You are here:
DEVELOPING A BETTER UNDERSTANDING OF REAL-WORLD AUTOMOBILE EMISSIONS
Citation:
Gabele, P A. DEVELOPING A BETTER UNDERSTANDING OF REAL-WORLD AUTOMOBILE EMISSIONS. Presented at Science Forum 2003, Washington, DC, May 5-7, 2003.
Impact/Purpose:
The main research question guiding this task is "how do mobile source emissions impact public health and the environment." The main objectives of this task include:
(1) Identify spatial and temporal variability in pollutant concentrations near major mobile source emission locations such as urban roadways and non-road activities.
(2) Characterize real-world emissions from on- and non-road mobile sources for use in identifying hazardous components and developing and improving mobile source emissions and human exposure models.
(3) Develop mobile source emission profiles and markers for use in human exposure and air quality receptor models.
(4) Determine the impact of emerging technologies (fuels and engine systems) on emissions and exposures to toxic pollutants.
(5) Develop and improve analytical methods that measure emissions from mobile sources.
Description:
Emission inventories are needed by EPA for air dispersion modeling, regional strategy development, regulation setting, air toxics risk assessment, and trend tracking. Therefore, it is extremely important that inventories be accurate and be updated frequently. The development and update of emission inventories can be conducted from top/down using receptor models, or from bottom/up using emission factor models. Both of these approaches must address mobile source emissions which are a major source of air pollution. In the top/down approach, source profiles from mobile source emissions are needed; while in the bottom/up approach, mobile source emission factors are needed. In order to obtain realistic data, it is important that the source profile and emission factor data be obtained under realistic conditions. Vehicles must be tested under conditions that mirror their operation in the real world because operating conditions affect the character (source profile) and quantity (emission factor) of the emission. Operating conditions include such important variables as fuel (e.g., reformulated versus baseline gasoline), ambient temperature, driving mode (e.g., transient versus steady-state), and malfunction. The effect of malfunction on the quantity and character of emissions is not underestimated because most of the emissions come from the small minority of vehicles that are malfunctioning. Malfunctioning vehicles are found more often in the real world than in the laboratory.

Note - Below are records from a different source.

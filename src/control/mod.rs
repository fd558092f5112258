//! Control surface
//!
//! The named-attribute interface through which user space drives the
//! coordinator. Reads return text; writes return the number of bytes
//! consumed or a negative errno (see [`write_status`](crate::errors::write_status)).
//!
//! # Attributes
//!
//! - `state`, `wakeup_count`, `pm_async`: always present
//! - `autosleep`, `wake_lock`, `wake_unlock`, `pm_test`, `pm_trace`,
//!   `pm_trace_dev_match`, `pm_freeze_timeout`: present per capability
//!
//! `suspend_stats` is a separate read-only diagnostic report.

mod attribute;
mod handlers;

pub use attribute::{attribute_table, Attribute, Mode, ShowFn, StoreFn};

use std::collections::BTreeSet;
use std::sync::Arc;

use serde::Serialize;

use crate::coordinator::{Capabilities, SleepCoordinator};
use crate::errors::{write_status, PmError, PmResult};

/// Listing entry for one attribute.
#[derive(Debug, Clone, PartialEq, Eq, Serialize)]
pub struct AttributeInfo {
    pub name: &'static str,
    pub mode: Mode,
}

/// Dispatches attribute reads and writes to the coordinator.
pub struct ControlSurface {
    coordinator: Arc<SleepCoordinator>,
    attributes: Vec<Attribute>,
}

impl ControlSurface {
    /// Build the surface for `coordinator`'s capabilities.
    pub fn new(coordinator: Arc<SleepCoordinator>) -> PmResult<Self> {
        let attributes = attribute_table(&coordinator.capabilities());
        Self::with_attributes(coordinator, attributes)
    }

    /// Build the surface from an explicit table.
    ///
    /// Fails with `Config` if an attribute the capabilities require is
    /// missing, a name appears twice, or a mode does not match its handlers.
    pub fn with_attributes(
        coordinator: Arc<SleepCoordinator>,
        attributes: Vec<Attribute>,
    ) -> PmResult<Self> {
        check_table(&coordinator.capabilities(), &attributes)?;
        Ok(Self {
            coordinator,
            attributes,
        })
    }

    pub fn coordinator(&self) -> &Arc<SleepCoordinator> {
        &self.coordinator
    }

    fn attribute(&self, name: &str) -> PmResult<&Attribute> {
        self.attributes
            .iter()
            .find(|a| a.name == name)
            .ok_or_else(|| PmError::UnknownAttribute(name.to_string()))
    }

    pub fn names(&self) -> Vec<&'static str> {
        self.attributes.iter().map(|a| a.name).collect()
    }

    pub fn list(&self) -> Vec<AttributeInfo> {
        self.attributes
            .iter()
            .map(|a| AttributeInfo {
                name: a.name,
                mode: a.mode,
            })
            .collect()
    }

    /// Read attribute `name`.
    pub fn read(&self, name: &str) -> PmResult<String> {
        let attr = self.attribute(name)?;
        let show = attr.show.ok_or_else(|| PmError::Unsupported {
            attribute: name.to_string(),
            operation: "read",
        })?;
        show(&self.coordinator)
    }

    /// Write `input` to attribute `name`; returns bytes consumed.
    pub fn write(&self, name: &str, input: &[u8]) -> PmResult<usize> {
        let attr = self.attribute(name)?;
        let store = attr.store.ok_or_else(|| PmError::Unsupported {
            attribute: name.to_string(),
            operation: "write",
        })?;
        store(&self.coordinator, input)
    }

    /// Write and collapse the result into bytes consumed or a negative errno.
    pub fn write_status(&self, name: &str, input: &[u8]) -> i64 {
        write_status(&self.write(name, input))
    }

    /// The `suspend_stats` diagnostic report.
    pub fn suspend_stats(&self) -> String {
        self.coordinator.stats_report()
    }
}

fn check_table(caps: &Capabilities, attributes: &[Attribute]) -> PmResult<()> {
    let mut seen = BTreeSet::new();
    for attr in attributes {
        if !seen.insert(attr.name) {
            return Err(PmError::Config(format!("duplicate attribute {}", attr.name)));
        }
        attr.check()?;
    }
    let missing: Vec<_> = attribute::required_names(caps)
        .into_iter()
        .filter(|name| !seen.contains(name))
        .collect();
    if !missing.is_empty() {
        return Err(PmError::Config(format!(
            "missing attributes: {}",
            missing.join(", ")
        )));
    }
    Ok(())
}

#[cfg(test)]
mod tests {
    use super::*;
    use crate::config::PmConfig;
    use crate::coordinator::Platform;
    use crate::engine::SimulatedPlatform;
    use crate::errors::errno;
    use crate::wakeup::WakeupEvents;

    fn surface(config: &PmConfig) -> ControlSurface {
        let platform = Platform::simulated(
            Arc::new(SimulatedPlatform::new()),
            Arc::new(WakeupEvents::new()),
        );
        let coordinator = Arc::new(SleepCoordinator::new(config, platform).unwrap());
        ControlSurface::new(coordinator).unwrap()
    }

    #[test]
    fn test_unknown_attribute() {
        let surface = surface(&PmConfig::default());
        assert_eq!(surface.write_status("bogus", b"1"), -(errno::ENOENT as i64));
        assert!(matches!(surface.read("bogus"), Err(PmError::UnknownAttribute(_))));
    }

    #[test]
    fn test_missing_capability_hides_attribute() {
        let surface = surface(&PmConfig::default());
        assert!(!surface.names().contains(&"pm_trace"));
        assert!(surface.read("pm_trace").is_err());

        let traced = surface_with_trace();
        assert_eq!(traced.read("pm_trace").unwrap(), "0\n");
    }

    fn surface_with_trace() -> ControlSurface {
        surface(&PmConfig {
            pm_trace: true,
            ..PmConfig::default()
        })
    }

    #[test]
    fn test_incomplete_table_rejected() {
        let surface = surface(&PmConfig::default());
        let table: Vec<_> = attribute_table(&surface.coordinator().capabilities())
            .into_iter()
            .filter(|a| a.name != "wakeup_count")
            .collect();
        let err = ControlSurface::with_attributes(Arc::clone(surface.coordinator()), table)
            .err()
            .unwrap();
        assert!(matches!(err, PmError::Config(_)));
    }

    #[test]
    fn test_duplicate_attribute_rejected() {
        let surface = surface(&PmConfig::default());
        let mut table = attribute_table(&surface.coordinator().capabilities());
        table.push(table[0]);
        assert!(ControlSurface::with_attributes(Arc::clone(surface.coordinator()), table).is_err());
    }

    #[test]
    fn test_read_only_attribute_refuses_write() {
        let surface = surface(&PmConfig::default());
        let mut table = attribute_table(&surface.coordinator().capabilities());
        for attr in table.iter_mut().filter(|a| a.name == "pm_async") {
            attr.mode = Mode::ReadOnly;
            attr.store = None;
        }
        let surface =
            ControlSurface::with_attributes(Arc::clone(surface.coordinator()), table).unwrap();
        assert_eq!(surface.write_status("pm_async", b"1"), -(errno::EIO as i64));
        assert_eq!(surface.read("pm_async").unwrap(), "1\n");
    }

    #[test]
    fn test_pm_trace_store() {
        let surface = surface_with_trace();
        assert_eq!(surface.write("pm_trace", b"7\n"), Ok(2));
        assert_eq!(surface.read("pm_trace").unwrap(), "1\n");
        assert_eq!(surface.write("pm_trace", b"0"), Ok(1));
        assert_eq!(surface.read("pm_trace").unwrap(), "0\n");
        assert!(surface.write("pm_trace", b"yes").is_err());
    }

    #[test]
    fn test_pm_trace_dev_match_refuses_writes() {
        let surface = surface_with_trace();
        assert_eq!(surface.read("pm_trace_dev_match").unwrap(), "");
        assert_eq!(
            surface.write_status("pm_trace_dev_match", b"usb1"),
            -(errno::EINVAL as i64)
        );
    }

    #[test]
    fn test_freeze_timeout_round_trip() {
        let surface = surface(&PmConfig::default());
        assert_eq!(surface.read("pm_freeze_timeout").unwrap(), "20000\n");
        assert_eq!(surface.write("pm_freeze_timeout", b"100\n"), Ok(4));
        assert_eq!(surface.read("pm_freeze_timeout").unwrap(), "100\n");
    }

    #[test]
    fn test_listing_modes() {
        let surface = surface(&PmConfig::default());
        let listing = surface.list();
        assert_eq!(listing[0].name, "state");
        assert_eq!(listing[0].mode, Mode::ReadWrite);
    }
}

Many of the studies conducted with the transportable dynamometer are sponsored in part by other agencies, such as the Department of Energy, Department of Transportation and California Air Resources Board. These studies investigated the mobile source particulate matter inventory using source receptor techniques. Air toxic emission factor data were provided for many of the vehicles tested in the studies. Other studies in Mexico and Texas have provided these two entities with emission factor data from vehicles operating in their areas. These data have been used for dispersion modeling and for the development of a regional strategy for addressing air quality issues. The dynamometer has also been shipped to locations to examine emissions from cars under unusual conditions. For example, the effect of extremely low-temperature operation with oxygenated fuels was examined in Fairbanks, Alaska.
Use of the transportable dynamometer is anticipated in future source apportionment studies. In particular, its use to obtain source profiles for gasoline vehicles operating within specific regions is envisioned. These data can be used in regional source receptor models to clarify and update existing emission inventories.